It had, to all his obliviousness, turned into an obsession, and started to drive him somewhat mad…

…The madness of order.

It would later become an incident for any brave souls visiting Gallows Manor, be it robbers, paranormal investigators, or anyone taking on a test of courage, and would earn the house its particularly dangerous reputation that added to a certain legend… a certain legend of the Ghost of the Gallows, a certain legend that Kid was barely acquainted with.

 **TIME SKIP, SUMMER OF 1922**

The orange sky, still barely lit, played hanger to the tired sun, its soft but rough snoring sounding low across the sky as adults drove and rode back from work and the last children had left the parks, having taken the chance of the weekend to let off steam from their school studies. One flat-red-haired teenage boy, with pale, freckled skin and blue eyes, panted as he ran down one of the older streets in the neighbourhood, stopping outside a long brick and metal fence to wipe sweat from his forehead.

'Come on!' he teased his friends playfully and eagerly, ' _Someone_ sure is slow!'

His friends, a pinkish-skinned boy with olive green eyes and blond hair that was tied in a short, low ponytail and a slightly tanner boy with brown eyes and short, brown hair in a bowl haircut, came to a halt, panting, behind him.

'So, this is it…' the brunette boy spoke, fiddling with his blue suspenders over a white dress shirt nervously.

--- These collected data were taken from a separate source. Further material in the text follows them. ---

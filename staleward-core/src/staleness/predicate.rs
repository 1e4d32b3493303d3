//! Storage-agnostic host filter expressions.
//!
//! A [`HostPredicate`] is what the engine hands to a storage adapter. The
//! Postgres adapter compiles it to a `WHERE` clause; the in-memory adapter
//! (and the orchestrator's sanity checks) evaluate it with
//! [`HostPredicate::matches`]. Both must agree, so the evaluator is the
//! reference semantics for every variant.

use std::collections::BTreeSet;

use chrono::{DateTime, Utc};
use staleward_model::{HostKind, HostRecord, TenantId};

/// Half-open interval over `last_check_in`: `after < t <= not_after`.
/// A missing bound is unbounded on that side.
#[derive(Debug, Clone, Copy, PartialEq, Eq)]
pub struct CheckInWindow {
    pub after: Option<DateTime<Utc>>,
    pub not_after: Option<DateTime<Utc>>,
}

impl CheckInWindow {
    pub fn contains(&self, last_check_in: DateTime<Utc>) -> bool {
        let lower = self.after.is_none_or(|after| last_check_in > after);
        let upper = self.not_after.is_none_or(|bound| last_check_in <= bound);
        lower && upper
    }

    pub fn is_unbounded(&self) -> bool {
        self.after.is_none() && self.not_after.is_none()
    }
}

#[derive(Debug, Clone, PartialEq, Eq)]
pub enum HostPredicate {
    Never,
    Always,
    TenantIs(TenantId),
    TenantIn(BTreeSet<TenantId>),
    TenantNotIn(BTreeSet<TenantId>),
    KindIs(HostKind),
    CheckedIn(CheckInWindow),
    /// At least one of the named reporters has a per-reporter staleness
    /// entry whose `culled_timestamp` is absent or null.
    MissingReporterStaleness(Vec<String>),
    And(Vec<HostPredicate>),
    Or(Vec<HostPredicate>),
    Not(Box<HostPredicate>),
}

impl HostPredicate {
    /// Conjunction that drops `Always` terms and collapses on `Never`.
    pub fn all(terms: impl IntoIterator<Item = HostPredicate>) -> Self {
        let mut kept = Vec::new();
        for term in terms {
            match term {
                HostPredicate::Always => {}
                HostPredicate::Never => return HostPredicate::Never,
                HostPredicate::And(inner) => kept.extend(inner),
                other => kept.push(other),
            }
        }
        match kept.len() {
            0 => HostPredicate::Always,
            1 => kept.remove(0),
            _ => HostPredicate::And(kept),
        }
    }

    /// Disjunction that drops `Never` terms and collapses on `Always`.
    pub fn any(terms: impl IntoIterator<Item = HostPredicate>) -> Self {
        let mut kept = Vec::new();
        for term in terms {
            match term {
                HostPredicate::Never => {}
                HostPredicate::Always => return HostPredicate::Always,
                HostPredicate::Or(inner) => kept.extend(inner),
                other => kept.push(other),
            }
        }
        match kept.len() {
            0 => HostPredicate::Never,
            1 => kept.remove(0),
            _ => HostPredicate::Or(kept),
        }
    }

    pub fn negate(term: HostPredicate) -> Self {
        match term {
            HostPredicate::Never => HostPredicate::Always,
            HostPredicate::Always => HostPredicate::Never,
            HostPredicate::Not(inner) => *inner,
            other => HostPredicate::Not(Box::new(other)),
        }
    }

    pub fn is_never(&self) -> bool {
        matches!(self, HostPredicate::Never)
    }

    pub fn matches(&self, host: &HostRecord) -> bool {
        match self {
            HostPredicate::Never => false,
            HostPredicate::Always => true,
            HostPredicate::TenantIs(tenant) => &host.tenant_id == tenant,
            HostPredicate::TenantIn(set) => set.contains(&host.tenant_id),
            HostPredicate::TenantNotIn(set) => !set.contains(&host.tenant_id),
            HostPredicate::KindIs(kind) => host.kind == *kind,
            HostPredicate::CheckedIn(window) => {
                window.contains(host.last_check_in)
            }
            HostPredicate::MissingReporterStaleness(reporters) => {
                reporters.iter().any(|reporter| {
                    host.per_reporter_staleness
                        .get(reporter)
                        .is_some_and(|entry| entry.culled_timestamp.is_none())
                })
            }
            HostPredicate::And(terms) => terms.iter().all(|t| t.matches(host)),
            HostPredicate::Or(terms) => terms.iter().any(|t| t.matches(host)),
            HostPredicate::Not(inner) => !inner.matches(host),
        }
    }
}

#[cfg(test)]
mod tests {
    use super::*;
    use staleward_model::{HostId, ReporterStaleness};

    fn host(tenant: &str, secs: i64) -> HostRecord {
        HostRecord::new(
            HostId::new(),
            TenantId::new(tenant).unwrap(),
            DateTime::from_timestamp(secs, 0).unwrap(),
            "puptoo",
        )
    }

    #[test]
    fn window_is_exclusive_below_inclusive_above() {
        let window = CheckInWindow {
            after: DateTime::from_timestamp(100, 0),
            not_after: DateTime::from_timestamp(200, 0),
        };
        assert!(!window.contains(DateTime::from_timestamp(100, 0).unwrap()));
        assert!(window.contains(DateTime::from_timestamp(101, 0).unwrap()));
        assert!(window.contains(DateTime::from_timestamp(200, 0).unwrap()));
        assert!(!window.contains(DateTime::from_timestamp(201, 0).unwrap()));
    }

    #[test]
    fn combinators_simplify_constants() {
        let tenant = HostPredicate::TenantIs(TenantId::new("a").unwrap());
        assert_eq!(
            HostPredicate::all([HostPredicate::Always, tenant.clone()]),
            tenant
        );
        assert_eq!(
            HostPredicate::all([HostPredicate::Never, tenant.clone()]),
            HostPredicate::Never
        );
        assert_eq!(HostPredicate::any(Vec::new()), HostPredicate::Never);
        assert_eq!(
            HostPredicate::negate(HostPredicate::negate(tenant.clone())),
            tenant
        );
    }

    #[test]
    fn missing_reporter_staleness_ignores_absent_reporters() {
        let mut record = host("a", 1_000);
        let predicate = HostPredicate::MissingReporterStaleness(vec![
            "puptoo".into(),
            "yuptoo".into(),
        ]);
        assert!(predicate.matches(&record));

        let entry = record.per_reporter_staleness.get_mut("puptoo").unwrap();
        entry.culled_timestamp = DateTime::from_timestamp(9_000, 0);
        assert!(!predicate.matches(&record));

        record.per_reporter_staleness.insert(
            "yuptoo".into(),
            ReporterStaleness::checked_in_at(record.last_check_in),
        );
        assert!(predicate.matches(&record));
    }

    #[test]
    fn null_culled_timestamp_counts_as_missing() {
        let mut record = host("a", 1_000);
        let raw = serde_json::json!({
            "last_check_in": "2024-01-01T00:00:00Z",
            "culled_timestamp": null,
        });
        let entry: ReporterStaleness = serde_json::from_value(raw).unwrap();
        record.per_reporter_staleness.insert("puptoo".into(), entry);

        let predicate =
            HostPredicate::MissingReporterStaleness(vec!["puptoo".into()]);
        assert!(predicate.matches(&record));
    }

    #[test]
    fn tenant_exclusion_matches_others() {
        let set: BTreeSet<_> = [TenantId::new("a").unwrap()].into();
        let predicate = HostPredicate::TenantNotIn(set);
        assert!(!predicate.matches(&host("a", 1)));
        assert!(predicate.matches(&host("b", 1)));
    }
}
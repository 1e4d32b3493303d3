//! Message bus port, event payloads and the per-host emitter.

mod emitter;
mod event;
pub mod memory;
#[cfg(feature = "redis")]
pub mod redis;

use async_trait::async_trait;

use crate::error::{BusConnectionError, PublishError};

pub use emitter::{EmitOutcome, EventEmitter, SkipReason, Topics};
pub use event::{EventKind, HostEvent, HostPayload, PlatformMetadata};
pub use memory::{MemoryEventBus, PublishedMessage};
#[cfg(feature = "redis")]
pub use self::redis::RedisEventBus;

/// Opens producer connections. One producer is owned by one run.
#[async_trait]
pub trait EventBus: Send + Sync {
    async fn connect(&self) -> Result<Box<dyn EventProducer>, BusConnectionError>;
}

/// Publishes one message at a time and reports whether the bus accepted it.
#[cfg_attr(test, mockall::automock)]
#[async_trait]
pub trait EventProducer: Send {
    async fn publish(
        &mut self,
        topic: &str,
        key: &str,
        payload: &[u8],
    ) -> Result<(), PublishError>;

    /// Waits until every accepted message is durable on the bus.
    async fn flush(&mut self) -> Result<(), PublishError>;

    /// Releases the connection. Safe to call more than once.
    async fn close(&mut self) -> Result<(), PublishError>;
}
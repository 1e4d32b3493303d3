//! Named pre-emit transformations. The orchestrator applies one right
//! before writing the host back and publishing its event.

use staleward_model::{
    HostRecord, ModelError, ReporterStaleness, StalenessDeltas,
};

use crate::storage::HostUpdate;

#[derive(Debug, Clone, Copy, PartialEq, Eq)]
pub enum HostTransform {
    SynchronizeHost,
    RefreshReporterStaleness,
}

impl HostTransform {
    pub fn name(&self) -> &'static str {
        match self {
            HostTransform::SynchronizeHost => "synchronize_host",
            HostTransform::RefreshReporterStaleness => {
                "refresh_reporter_staleness"
            }
        }
    }

    pub fn apply(
        &self,
        host: &mut HostRecord,
        deltas: &StalenessDeltas,
    ) -> Result<HostUpdate, ModelError> {
        match self {
            HostTransform::SynchronizeHost => synchronize_host(host, deltas),
            HostTransform::RefreshReporterStaleness => {
                refresh_reporter_staleness(host, deltas)
            }
        }
    }
}

/// Brings the stored row in line with what the event will carry: the group
/// list is written back as an explicit (possibly empty) list, the primary
/// reporter has a staleness entry, and every entry's timestamps are
/// recomputed under the current policy.
pub fn synchronize_host(
    host: &mut HostRecord,
    deltas: &StalenessDeltas,
) -> Result<HostUpdate, ModelError> {
    let last_check_in = host.last_check_in;
    host.per_reporter_staleness
        .entry(host.reporter.clone())
        .or_insert_with(|| ReporterStaleness::checked_in_at(last_check_in));
    recompute_all(host, deltas)?;
    Ok(update_for(host))
}

/// Fills in derived timestamps for every reporter entry, including those
/// written before culled timestamps were tracked.
pub fn refresh_reporter_staleness(
    host: &mut HostRecord,
    deltas: &StalenessDeltas,
) -> Result<HostUpdate, ModelError> {
    recompute_all(host, deltas)?;
    Ok(update_for(host))
}

/// All-or-nothing: entries are only touched once every one of them has
/// representable timestamps.
fn recompute_all(
    host: &mut HostRecord,
    deltas: &StalenessDeltas,
) -> Result<(), ModelError> {
    let stamps = host
        .per_reporter_staleness
        .values()
        .map(|entry| deltas.timestamps(entry.last_check_in))
        .collect::<Result<Vec<_>, _>>()?;
    for (entry, stamps) in host.per_reporter_staleness.values_mut().zip(stamps)
    {
        entry.stale_timestamp = Some(stamps.stale_timestamp);
        entry.stale_warning_timestamp = Some(stamps.stale_warning_timestamp);
        entry.culled_timestamp = Some(stamps.culled_timestamp);
    }
    Ok(())
}

fn update_for(host: &HostRecord) -> HostUpdate {
    HostUpdate {
        id: host.id,
        tenant_id: host.tenant_id.clone(),
        groups: host.groups.clone(),
        per_reporter_staleness: host.per_reporter_staleness.clone(),
    }
}

#[cfg(test)]
mod tests {
    use super::*;
    use chrono::DateTime;
    use staleward_model::{HostId, TenantId};

    fn host() -> HostRecord {
        HostRecord::new(
            HostId::new(),
            TenantId::new("org-a").unwrap(),
            DateTime::from_timestamp(1_000, 0).unwrap(),
            "puptoo",
        )
    }

    #[test]
    fn synchronize_restores_primary_reporter_entry() {
        let mut host = host();
        host.per_reporter_staleness.clear();
        let deltas = StalenessDeltas::from_seconds(10, 20, 30).unwrap();

        let update = synchronize_host(&mut host, &deltas).unwrap();
        let entry = update.per_reporter_staleness.get("puptoo").unwrap();
        assert_eq!(entry.culled_timestamp.unwrap().timestamp(), 1_030);
        assert!(update.groups.is_empty());
        assert_eq!(update.per_reporter_staleness, host.per_reporter_staleness);
    }

    #[test]
    fn refresh_fills_every_reporter() {
        let mut host = host();
        host.per_reporter_staleness.insert(
            "yuptoo".into(),
            ReporterStaleness::checked_in_at(
                DateTime::from_timestamp(2_000, 0).unwrap(),
            ),
        );
        let deltas = StalenessDeltas::from_seconds(10, 20, 30).unwrap();

        let update = refresh_reporter_staleness(&mut host, &deltas).unwrap();
        assert!(
            update
                .per_reporter_staleness
                .values()
                .all(|entry| entry.culled_timestamp.is_some())
        );
        assert_eq!(
            update.per_reporter_staleness["yuptoo"]
                .stale_timestamp
                .unwrap()
                .timestamp(),
            2_010
        );
    }
}
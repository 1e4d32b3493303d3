pub mod sources;

use std::path::PathBuf;
use std::time::Duration;

use staleward_model::chrono::TimeDelta;
use staleward_model::{ModelError, PolicyDeltas, StalenessDeltas};

pub const DEFAULT_CHUNK_SIZE: usize = 500;
pub const DEFAULT_EVENT_TOPIC: &str = "platform.inventory.events";
pub const DEFAULT_NOTIFICATION_TOPIC: &str = "platform.notifications.ingress";
pub const DEFAULT_DATABASE_MAX_CONNECTIONS: u32 = 5;

const HOUR: u64 = 60 * 60;
const DAY: u64 = 24 * HOUR;

#[derive(Debug, Clone)]
pub struct Config {
    pub database: DatabaseConfig,
    pub bus: BusConfig,
    pub staleness: StalenessConfig,
    pub jobs: JobsConfig,
    pub metrics: MetricsConfig,
    pub metadata: ConfigMetadata,
}

#[derive(Debug, Clone)]
pub struct DatabaseConfig {
    pub primary_url: Option<String>,
    pub max_connections: u32,
}

#[derive(Debug, Clone)]
pub struct BusConfig {
    pub redis_url: Option<String>,
    pub event_topic: String,
    pub notification_topic: String,
    /// Approximate cap applied to every stream on publish.
    pub stream_max_len: Option<usize>,
}

/// Thresholds for one host kind, as configured.
#[derive(Debug, Clone, Copy, PartialEq, Eq)]
pub struct DeltaDurations {
    pub stale: Duration,
    pub stale_warning: Duration,
    pub culled: Duration,
}

impl DeltaDurations {
    pub fn to_deltas(&self) -> Result<StalenessDeltas, ModelError> {
        StalenessDeltas::from_seconds(
            seconds(self.stale)?,
            seconds(self.stale_warning)?,
            seconds(self.culled)?,
        )
    }
}

fn seconds(duration: Duration) -> Result<i64, ModelError> {
    i64::try_from(duration.as_secs())
        .ok()
        .filter(|secs| *secs <= TimeDelta::MAX.num_seconds())
        .ok_or_else(|| {
            ModelError::InvalidThresholds(format!(
                "{} seconds does not fit a threshold",
                duration.as_secs()
            ))
        })
}

/// Defaults for tenants without a custom policy.
#[derive(Debug, Clone, Copy, PartialEq, Eq)]
pub struct StalenessConfig {
    pub conventional: DeltaDurations,
    pub immutable: DeltaDurations,
}

impl StalenessConfig {
    pub fn policy_deltas(&self) -> Result<PolicyDeltas, ModelError> {
        PolicyDeltas::new(
            self.conventional.to_deltas()?,
            self.immutable.to_deltas()?,
        )
    }
}

impl Default for StalenessConfig {
    fn default() -> Self {
        Self {
            conventional: DeltaDurations {
                stale: Duration::from_secs(29 * HOUR),
                stale_warning: Duration::from_secs(7 * DAY),
                culled: Duration::from_secs(14 * DAY),
            },
            immutable: DeltaDurations {
                stale: Duration::from_secs(2 * DAY),
                stale_warning: Duration::from_secs(120 * DAY),
                culled: Duration::from_secs(180 * DAY),
            },
        }
    }
}

#[derive(Debug, Clone)]
pub struct JobsConfig {
    pub chunk_size: usize,
    /// Reporters checked by the reporter staleness refresh. Empty means the
    /// built-in list.
    pub refresh_reporters: Vec<String>,
}

#[derive(Debug, Clone, Default)]
pub struct MetricsConfig {
    pub pushgateway_url: Option<String>,
    pub namespace: Option<String>,
}

#[derive(Debug, Clone, Default)]
pub struct ConfigMetadata {
    pub config_path: Option<PathBuf>,
    pub env_file_loaded: bool,
}
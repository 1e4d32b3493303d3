use std::process::ExitCode;

use clap::Parser;
use staleward_core::ShutdownSignal;
use staleward_jobs::{
    app,
    cli::{Cli, Command},
    exit::RunStatus,
    signals,
};
use tracing::error;

#[tokio::main]
async fn main() -> ExitCode {
    let cli = Cli::parse();

    match run(cli).await {
        Ok(status) => status.into(),
        Err(err) => {
            error!(error = format!("{err:#}"), "staleward failed");
            eprintln!("error: {err:#}");
            RunStatus::Fatal.into()
        }
    }
}

async fn run(cli: Cli) -> anyhow::Result<RunStatus> {
    let load = app::load_config(&cli)?;
    app::init_tracing();
    app::log_warnings(&load.config, &load.warnings);

    if let Some((kind, args)) = cli.command.job() {
        let shutdown = ShutdownSignal::new();
        signals::install(shutdown.clone());
        return app::run_job(kind, args, &load.config, shutdown).await;
    }
    if let Command::Policy(command) = &cli.command {
        app::run_policy(command, &load.config).await?;
    }
    Ok(RunStatus::Clean)
}
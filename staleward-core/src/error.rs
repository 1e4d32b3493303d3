use staleward_model::{HostId, ModelError, StalenessState, TenantId};
use thiserror::Error;

use crate::jobs::RunSummary;

/// Failures raised by a storage adapter.
#[derive(Error, Debug)]
pub enum StorageError {
    #[cfg(feature = "postgres")]
    #[error("Database error: {0}")]
    Database(#[from] sqlx::Error),

    #[error("Storage unavailable: {0}")]
    Unavailable(String),

    #[error("Invalid stored record: {0}")]
    InvalidRecord(String),

    #[error("Host not found: {0}")]
    HostNotFound(HostId),

    #[error("Serialization error: {0}")]
    Serialization(#[from] serde_json::Error),

    #[error("Session already closed")]
    SessionClosed,
}

/// Outcome of a failed publish as reported by a bus adapter.
#[derive(Error, Debug, Clone, PartialEq, Eq)]
pub enum PublishError {
    /// The bus refused this one message. The connection stays usable.
    #[error("Message rejected: {0}")]
    Rejected(String),

    /// The connection cannot carry any further messages.
    #[error("Connection unusable: {0}")]
    ConnectionUnusable(String),
}

#[derive(Error, Debug)]
pub enum PolicyLoadError {
    #[error("Policy storage unreachable: {0}")]
    Unreachable(#[source] StorageError),

    #[error("Invalid staleness policy for tenant {tenant_id}: {source}")]
    Invalid {
        tenant_id: String,
        #[source]
        source: ModelError,
    },

    #[error("Duplicate staleness policy for tenant {0}")]
    Duplicate(TenantId),
}

#[derive(Error, Debug)]
pub enum PredicateBuildError {
    #[error("Policy thresholds are not monotonic ({scope}): {source}")]
    NonMonotonic {
        scope: String,
        #[source]
        source: ModelError,
    },

    #[error("Threshold for {state} ({seconds}s) leaves the timestamp range")]
    WindowOutOfRange {
        state: StalenessState,
        seconds: i64,
    },
}

#[derive(Error, Debug)]
pub enum ChunkFetchError {
    #[error("Failed to fetch chunk {chunk}: {source}")]
    Storage {
        chunk: usize,
        #[source]
        source: StorageError,
    },

    #[error(
        "Chunk {chunk} returned host {tenant_id}/{host_id} at or before the cursor"
    )]
    OutOfOrder {
        chunk: usize,
        tenant_id: TenantId,
        host_id: HostId,
    },

    #[error("Chunk {chunk} returned {returned} records, limit is {limit}")]
    Oversized {
        chunk: usize,
        returned: usize,
        limit: usize,
    },
}

/// Per-host failure. Logged and counted; the scan continues.
#[derive(Error, Debug)]
pub enum HostEmitError {
    #[error("Failed to serialize event: {0}")]
    Serialize(#[from] serde_json::Error),

    #[error("Event rejected by bus: {0}")]
    Rejected(String),

    #[error("Failed to write host before emit: {0}")]
    Write(#[source] StorageError),

    #[error("Failed to derive staleness timestamps: {0}")]
    Timestamps(#[source] ModelError),
}

#[derive(Error, Debug)]
pub enum BusConnectionError {
    #[error("Failed to connect to event bus: {0}")]
    Connect(String),

    #[error("Event bus connection lost: {0}")]
    Lost(String),

    #[error("Failed to flush event bus producer: {0}")]
    Flush(String),
}

#[derive(Error, Debug)]
pub enum JobError {
    #[error(transparent)]
    PolicyLoad(#[from] PolicyLoadError),

    #[error(transparent)]
    PredicateBuild(#[from] PredicateBuildError),

    #[error(transparent)]
    ChunkFetch(#[from] ChunkFetchError),

    #[error(transparent)]
    BusConnection(#[from] BusConnectionError),

    #[error("Access denied for tenant {0}")]
    TenantDenied(TenantId),

    #[error(transparent)]
    Metrics(#[from] crate::metrics::MetricsError),
}

/// A fatal run error together with the counts accumulated before it.
#[derive(Error, Debug)]
#[error(
    "{error} (scanned={}, delivered={}, failed={}, skipped={})",
    .summary.scanned,
    .summary.delivered,
    .summary.failed,
    .summary.skipped
)]
pub struct JobFailure {
    #[source]
    pub error: JobError,
    pub summary: RunSummary,
}

#[derive(Error, Debug)]
pub enum PolicyAdminError {
    #[error("Policy storage error: {0}")]
    Storage(#[from] StorageError),

    #[error(transparent)]
    Invalid(#[from] ModelError),
}

pub type Result<T> = std::result::Result<T, JobError>;
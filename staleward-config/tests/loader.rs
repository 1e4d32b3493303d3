use std::{fs, time::Duration};

use staleward_config::{
    ConfigGuardRailError, ConfigLoadError, ConfigLoader,
    models::sources::{EnvConfig, EnvDeltaConfig},
};
use tempfile::tempdir;

fn write_config(contents: &str) -> (tempfile::TempDir, std::path::PathBuf) {
    let dir = tempdir().expect("tempdir");
    let path = dir.path().join("staleward.toml");
    fs::write(&path, contents).expect("write config");
    (dir, path)
}

#[test]
fn defaults_apply_without_file_or_env() {
    let load = ConfigLoader::new()
        .load_from(EnvConfig::default())
        .expect("load");
    let config = load.config;

    assert_eq!(config.jobs.chunk_size, 500);
    assert_eq!(config.bus.event_topic, "platform.inventory.events");
    assert_eq!(
        config.staleness.conventional.stale,
        Duration::from_secs(29 * 3600)
    );
    assert!(config.metadata.config_path.is_none());
    // No file, database, redis or push gateway.
    assert_eq!(load.warnings.items.len(), 4);
}

#[test]
fn file_values_are_overridden_by_env() {
    let (_dir, path) = write_config(
        r#"
[database]
url = "postgresql://inventory@db:5432/insights"

[bus]
redis_url = "redis://bus:6379"
notification_topic = "notifications"
stream_max_len = 100000

[staleness.conventional]
stale = "1d"
stale_warning = "3d"
culled = "5d"

[jobs]
chunk_size = 250
refresh_reporters = ["puptoo"]

[metrics]
pushgateway_url = "http://pushgateway:9091"
namespace = "inventory-stage"
"#,
    );

    let env = EnvConfig {
        chunk_size: Some(50),
        conventional: EnvDeltaConfig {
            culled: Some("10d".into()),
            ..EnvDeltaConfig::default()
        },
        ..EnvConfig::default()
    };
    let load = ConfigLoader::new()
        .with_config_path(&path)
        .load_from(env)
        .expect("load");
    let config = load.config;

    assert_eq!(config.jobs.chunk_size, 50);
    assert_eq!(config.jobs.refresh_reporters, vec!["puptoo".to_string()]);
    assert_eq!(config.bus.notification_topic, "notifications");
    assert_eq!(config.bus.event_topic, "platform.inventory.events");
    assert_eq!(config.bus.stream_max_len, Some(100_000));
    assert_eq!(
        config.staleness.conventional.stale,
        Duration::from_secs(86_400)
    );
    assert_eq!(
        config.staleness.conventional.culled,
        Duration::from_secs(10 * 86_400)
    );
    assert_eq!(
        config.metrics.namespace.as_deref(),
        Some("inventory-stage")
    );
    assert_eq!(config.metadata.config_path.as_deref(), Some(path.as_path()));
    assert!(load.warnings.is_empty());

    let deltas = config.staleness.policy_deltas().expect("valid deltas");
    assert_eq!(deltas.conventional.stale_warning_after.num_days(), 3);
}

#[test]
fn explicit_missing_file_is_an_error() {
    let dir = tempdir().expect("tempdir");
    let err = ConfigLoader::new()
        .with_config_path(dir.path().join("absent.toml"))
        .load_from(EnvConfig::default())
        .unwrap_err();
    assert!(matches!(err, ConfigLoadError::MissingConfig { .. }));
}

#[test]
fn env_config_path_must_exist_too() {
    let dir = tempdir().expect("tempdir");
    let env = EnvConfig {
        config_path: Some(dir.path().join("absent.toml")),
        ..EnvConfig::default()
    };
    let err = ConfigLoader::new().load_from(env).unwrap_err();
    assert!(matches!(err, ConfigLoadError::MissingConfig { .. }));
}

#[test]
fn malformed_toml_reports_the_path() {
    let (_dir, path) = write_config("[jobs\nchunk_size = 1");
    let err = ConfigLoader::new()
        .with_config_path(&path)
        .load_from(EnvConfig::default())
        .unwrap_err();
    match err {
        ConfigLoadError::Parse { path: reported, .. } => {
            assert_eq!(reported, path)
        }
        other => panic!("unexpected error: {other:?}"),
    }
}

#[test]
fn unparsable_duration_names_the_key() {
    let env = EnvConfig {
        immutable: EnvDeltaConfig {
            stale: Some("eventually".into()),
            ..EnvDeltaConfig::default()
        },
        ..EnvConfig::default()
    };
    let err = ConfigLoader::new().load_from(env).unwrap_err();
    match err {
        ConfigLoadError::InvalidDuration { key, value, .. } => {
            assert_eq!(key, "staleness.immutable.stale");
            assert_eq!(value, "eventually");
        }
        other => panic!("unexpected error: {other:?}"),
    }
}

#[test]
fn non_monotonic_defaults_are_rejected() {
    let env = EnvConfig {
        conventional: EnvDeltaConfig {
            stale: Some("8d".into()),
            ..EnvDeltaConfig::default()
        },
        ..EnvConfig::default()
    };
    let err = ConfigLoader::new().load_from(env).unwrap_err();
    assert!(matches!(
        err,
        ConfigLoadError::GuardRail(ConfigGuardRailError::InvalidDefaults {
            kind: "conventional",
            ..
        })
    ));
}

#[test]
fn zero_chunk_size_is_rejected_and_huge_warns() {
    let zero = EnvConfig {
        chunk_size: Some(0),
        ..EnvConfig::default()
    };
    assert!(matches!(
        ConfigLoader::new().load_from(zero).unwrap_err(),
        ConfigLoadError::GuardRail(ConfigGuardRailError::ZeroChunkSize)
    ));

    let huge = EnvConfig {
        chunk_size: Some(50_000),
        ..EnvConfig::default()
    };
    let load = ConfigLoader::new().load_from(huge).expect("load");
    assert!(
        load.warnings
            .items
            .iter()
            .any(|w| w.message.contains("Chunk size 50000"))
    );
}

'Indeed.' The ginger grinned, as they all stared down the large, several-story mansion within the backyard behind the tall, black fence, 'Death City's resident haunted house, Gallows Manor.'

'Well, it's time to complete that Fear Test dare from that gang of push-around morons at school!' the blond boy announced, 'We're not letting them call us cowards!'

'I concur!' the red-haired one agreed, hoisting his navy blue shorts higher up over his tucked-in pale yellow shirt, 'We shall go in, explore the mansion and if we bump into the infamous Ghost of the Gallows, we won't be screaming like babies! If the ghost really exists, that is! We can survive the night in here!'

'Of course we can!' his blond friend cheered. The brunette boy prepared the small lantern they were taking with them – they couldn't sneak one of their parents' flashlights out from behind their backs. The ginger boy grabbed onto the sleek, steel gate and climbed over it.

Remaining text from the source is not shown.